### WHAT NEEDS TO BE DONE
Reproduce all records verbatim.

Dataset items:

------------------------------------------------------------

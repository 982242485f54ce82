//! Ticket model.
//!
//! A granting ticket owns the ids of its children. Every child records the
//! id of its parent. There are no direct references in either direction;
//! both sides are resolved through the registry.

use std::sync::Arc;

use parking_lot::Mutex;
use sso_engine_sdk::Principal;
use time::OffsetDateTime;

/// Shared, individually locked ticket entry.
pub type TicketHandle = Arc<Mutex<Ticket>>;

/// Ticket id prefixes.
pub mod prefix {
    pub const TGT: &str = "TGT";
    pub const ST: &str = "ST";
    pub const CODE: &str = "OC";
    pub const ACCESS_TOKEN: &str = "AT";
}

#[derive(Debug, Clone)]
pub enum Ticket {
    Granting(GrantingTicket),
    Service(ServiceTicket),
    Code(AuthorizationCode),
    Access(AccessToken),
}

impl Ticket {
    #[must_use]
    pub fn id(&self) -> &str {
        match self {
            Self::Granting(t) => &t.id,
            Self::Service(t) => &t.id,
            Self::Code(t) => &t.id,
            Self::Access(t) => &t.id,
        }
    }

    /// Parent TGT id of a child ticket.
    #[must_use]
    pub fn parent(&self) -> Option<&str> {
        match self {
            Self::Granting(_) => None,
            Self::Service(t) => Some(&t.parent),
            Self::Code(t) => Some(&t.parent),
            Self::Access(t) => Some(&t.parent),
        }
    }

    #[must_use]
    pub fn kind(&self) -> &'static str {
        match self {
            Self::Granting(_) => "tgt",
            Self::Service(_) => "st",
            Self::Code(_) => "code",
            Self::Access(_) => "access_token",
        }
    }

    /// Mark a child ticket as revoked by logout.
    pub fn revoke(&mut self) {
        match self {
            Self::Granting(t) => t.invalidated = true,
            Self::Service(t) => t.revoked = true,
            Self::Code(t) => t.revoked = true,
            Self::Access(t) => t.revoked = true,
        }
    }
}

/// An authenticated SSO session.
#[derive(Debug, Clone)]
pub struct GrantingTicket {
    pub id: String,
    /// Principal with surrogate release already applied.
    pub principal: Principal,
    pub created_at: OffsetDateTime,
    pub last_used_at: OffsetDateTime,
    /// Sliding idle window.
    pub renewable: bool,
    pub invalidated: bool,
    pub children: Vec<String>,
}

#[derive(Debug, Clone)]
pub struct ServiceTicket {
    pub id: String,
    pub parent: String,
    pub service: String,
    pub created_at: OffsetDateTime,
    pub consumed: bool,
    pub revoked: bool,
    pub from_new_login: bool,
}

/// OIDC authorization code: a single-use service ticket bound to a client
/// and an exact redirect URI.
#[derive(Debug, Clone)]
pub struct AuthorizationCode {
    pub id: String,
    pub parent: String,
    pub client_id: String,
    pub redirect_uri: String,
    pub scopes: Vec<String>,
    pub nonce: Option<String>,
    pub created_at: OffsetDateTime,
    pub consumed: bool,
    pub revoked: bool,
}

/// Opaque OIDC bearer token.
#[derive(Debug, Clone)]
pub struct AccessToken {
    pub id: String,
    pub parent: String,
    pub client_id: String,
    pub scopes: Vec<String>,
    pub created_at: OffsetDateTime,
    pub revoked: bool,
}

/// Shortened ticket id for log fields.
#[must_use]
pub fn redact(id: &str) -> String {
    let mut parts = id.splitn(3, '-');
    match (parts.next(), parts.next(), parts.next()) {
        (Some(prefix), Some(seq), Some(rest)) => {
            let head: String = rest.chars().take(6).collect();
            format!("{prefix}-{seq}-{head}...")
        }
        _ => id.chars().take(8).collect(),
    }
}
//! HTTP handlers, grouped by surface.

pub mod login;
pub mod oidc;
pub mod tickets;
pub mod trust;
pub mod validate;

use std::sync::Arc;

use axum::Json;
use axum::extract::Extension;
use axum::http::{HeaderValue, StatusCode, header};
use axum::response::{IntoResponse, Response};

use crate::api::rest::dto::HealthDto;
use crate::api::rest::error::{Problem, classify};
use crate::api::rest::views;
use crate::domain::error::DomainError;
use crate::module::SsoEngine;

pub type ApiResult<T> = Result<T, Problem>;

/// Domain error rendered as an HTML page, for browser-facing endpoints.
#[derive(Debug)]
pub struct PageError(pub DomainError);

impl From<DomainError> for PageError {
    fn from(e: DomainError) -> Self {
        Self(e)
    }
}

impl IntoResponse for PageError {
    fn into_response(self) -> Response {
        let (status, title, _) = classify(&self.0);
        if status.is_server_error() {
            tracing::error!(error = %self.0, "Request failed");
        }
        let detail = match &self.0 {
            DomainError::Internal(_) => "internal error".to_owned(),
            other => other.to_string(),
        };
        (status, views::error_page(title, &detail)).into_response()
    }
}

/// `302 Found` to `location`.
pub fn found(location: &str) -> Response {
    match HeaderValue::from_str(location) {
        Ok(value) => (StatusCode::FOUND, [(header::LOCATION, value)]).into_response(),
        Err(_) => PageError(DomainError::validation("redirect location is not a valid header"))
            .into_response(),
    }
}

/// Append `Set-Cookie` headers to a response.
pub fn with_cookies(
    mut response: Response,
    cookies: impl IntoIterator<Item = HeaderValue>,
) -> Response {
    for cookie in cookies {
        response.headers_mut().append(header::SET_COOKIE, cookie);
    }
    response
}

/// Liveness and registry size.
pub async fn health(Extension(engine): Extension<Arc<SsoEngine>>) -> ApiResult<Json<HealthDto>> {
    let tickets = engine.registry().len()?;
    Ok(Json(HealthDto {
        status: "ok",
        tickets,
        pending_flows: engine.sessions().pending_flows(),
    }))
}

------------------------------------------------------------

### SOLUTION FOR THIS EXERCISE
repository 982242485f54ce82
//! Ticket model.
//!
//! A granting ticket owns the ids of its children. Every child records the
//! id of its parent. There are no direct references in either direction;
//! both sides are resolved through the registry.

use std::sync::Arc;

use parking_lot::Mutex;
use sso_engine_sdk::Principal;
use time::OffsetDateTime;

/// Shared, individually locked ticket entry.
pub type TicketHandle = Arc<Mutex<Ticket>>;

/// Ticket id prefixes.
pub mod prefix {
    pub const TGT: &str = "TGT";
    pub const ST: &str = "ST";
    pub const CODE: &str = "OC";
    pub const ACCESS_TOKEN: &str = "AT";
}

#[derive(Debug, Clone)]
pub enum Ticket {
    Granting(GrantingTicket),
    Service(ServiceTicket),
    Code(AuthorizationCode),
    Access(AccessToken),
}

impl Ticket {
    #[must_use]
    pub fn id(&self) -> &str {
        match self {
            Self::Granting(t) => &t.id,
            Self::Service(t) => &t.id,
            Self::Code(t) => &t.id,
            Self::Access(t) => &t.id,
        }
    }

    /// Parent TGT id of a child ticket.
    #[must_use]
    pub fn parent(&self) -> Option<&str> {
        match self {
            Self::Granting(_) => None,
            Self::Service(t) => Some(&t.parent),
            Self::Code(t) => Some(&t.parent),
            Self::Access(t) => Some(&t.parent),
        }
    }

    #[must_use]
    pub fn kind(&self) -> &'static str {
        match self {
            Self::Granting(_) => "tgt",
            Self::Service(_) => "st",
            Self::Code(_) => "code",
            Self::Access(_) => "access_token",
        }
    }

    /// Mark a child ticket as revoked by logout.
    pub fn revoke(&mut self) {
        match self {
            Self::Granting(t) => t.invalidated = true,
            Self::Service(t) => t.revoked = true,
            Self::Code(t) => t.revoked = true,
            Self::Access(t) => t.revoked = true,
        }
    }
}

/// An authenticated SSO session.
#[derive(Debug, Clone)]
pub struct GrantingTicket {
    pub id: String,
    /// Principal with surrogate release already applied.
    pub principal: Principal,
    pub created_at: OffsetDateTime,
    pub last_used_at: OffsetDateTime,
    /// Sliding idle window.
    pub renewable: bool,
    pub invalidated: bool,
    pub children: Vec<String>,
}

#[derive(Debug, Clone)]
pub struct ServiceTicket {
    pub id: String,
    pub parent: String,
    pub service: String,
    pub created_at: OffsetDateTime,
    pub consumed: bool,
    pub revoked: bool,
    pub from_new_login: bool,
}

/// OIDC authorization code: a single-use service ticket bound to a client
/// and an exact redirect URI.
#[derive(Debug, Clone)]
pub struct AuthorizationCode {
    pub id: String,
    pub parent: String,
    pub client_id: String,
    pub redirect_uri: String,
    pub scopes: Vec<String>,
    pub nonce: Option<String>,
    pub created_at: OffsetDateTime,
    pub consumed: bool,
    pub revoked: bool,
}

/// Opaque OIDC bearer token.
#[derive(Debug, Clone)]
pub struct AccessToken {
    pub id: String,
    pub parent: String,
    pub client_id: String,
    pub scopes: Vec<String>,
    pub created_at: OffsetDateTime,
    pub revoked: bool,
}

/// Shortened ticket id for log fields.
#[must_use]
pub fn redact(id: &str) -> String {
    let mut parts = id.splitn(3, '-');
    match (parts.next(), parts.next(), parts.next()) {
        (Some(prefix), Some(seq), Some(rest)) => {
            let head: String = rest.chars().take(6).collect();
            format!("{prefix}-{seq}-{head}...")
        }
        _ => id.chars().take(8).collect(),
    }
}
//! HTTP handlers, grouped by surface.

pub mod login;
pub mod oidc;
pub mod tickets;
pub mod trust;
pub mod validate;

use std::sync::Arc;

use axum::Json;
use axum::extract::Extension;
use axum::http::{HeaderValue, StatusCode, header};
use axum::response::{IntoResponse, Response};

use crate::api::rest::dto::HealthDto;
use crate::api::rest::error::{Problem, classify};
use crate::api::rest::views;
use crate::domain::error::DomainError;
use crate::module::SsoEngine;

pub type ApiResult<T> = Result<T, Problem>;

/// Domain error rendered as an HTML page, for browser-facing endpoints.
#[derive(Debug)]
pub struct PageError(pub DomainError);

impl From<DomainError> for PageError {
    fn from(e: DomainError) -> Self {
        Self(e)
    }
}

impl IntoResponse for PageError {
    fn into_response(self) -> Response {
        let (status, title, _) = classify(&self.0);
        if status.is_server_error() {
            tracing::error!(error = %self.0, "Request failed");
        }
        let detail = match &self.0 {
            DomainError::Internal(_) => "internal error".to_owned(),
            other => other.to_string(),
        };
        (status, views::error_page(title, &detail)).into_response()
    }
}

/// `302 Found` to `location`.
pub fn found(location: &str) -> Response {
    match HeaderValue::from_str(location) {
        Ok(value) => (StatusCode::FOUND, [(header::LOCATION, value)]).into_response(),
        Err(_) => PageError(DomainError::validation("redirect location is not a valid header"))
            .into_response(),
    }
}

/// Append `Set-Cookie` headers to a response.
pub fn with_cookies(
    mut response: Response,
    cookies: impl IntoIterator<Item = HeaderValue>,
) -> Response {
    for cookie in cookies {
        response.headers_mut().append(header::SET_COOKIE, cookie);
    }
    response
}

/// Liveness and registry size.
pub async fn health(Extension(engine): Extension<Arc<SsoEngine>>) -> ApiResult<Json<HealthDto>> {
    let tickets = engine.registry().len()?;
    Ok(Json(HealthDto {
        status: "ok",
        tickets,
        pending_flows: engine.sessions().pending_flows(),
    }))
}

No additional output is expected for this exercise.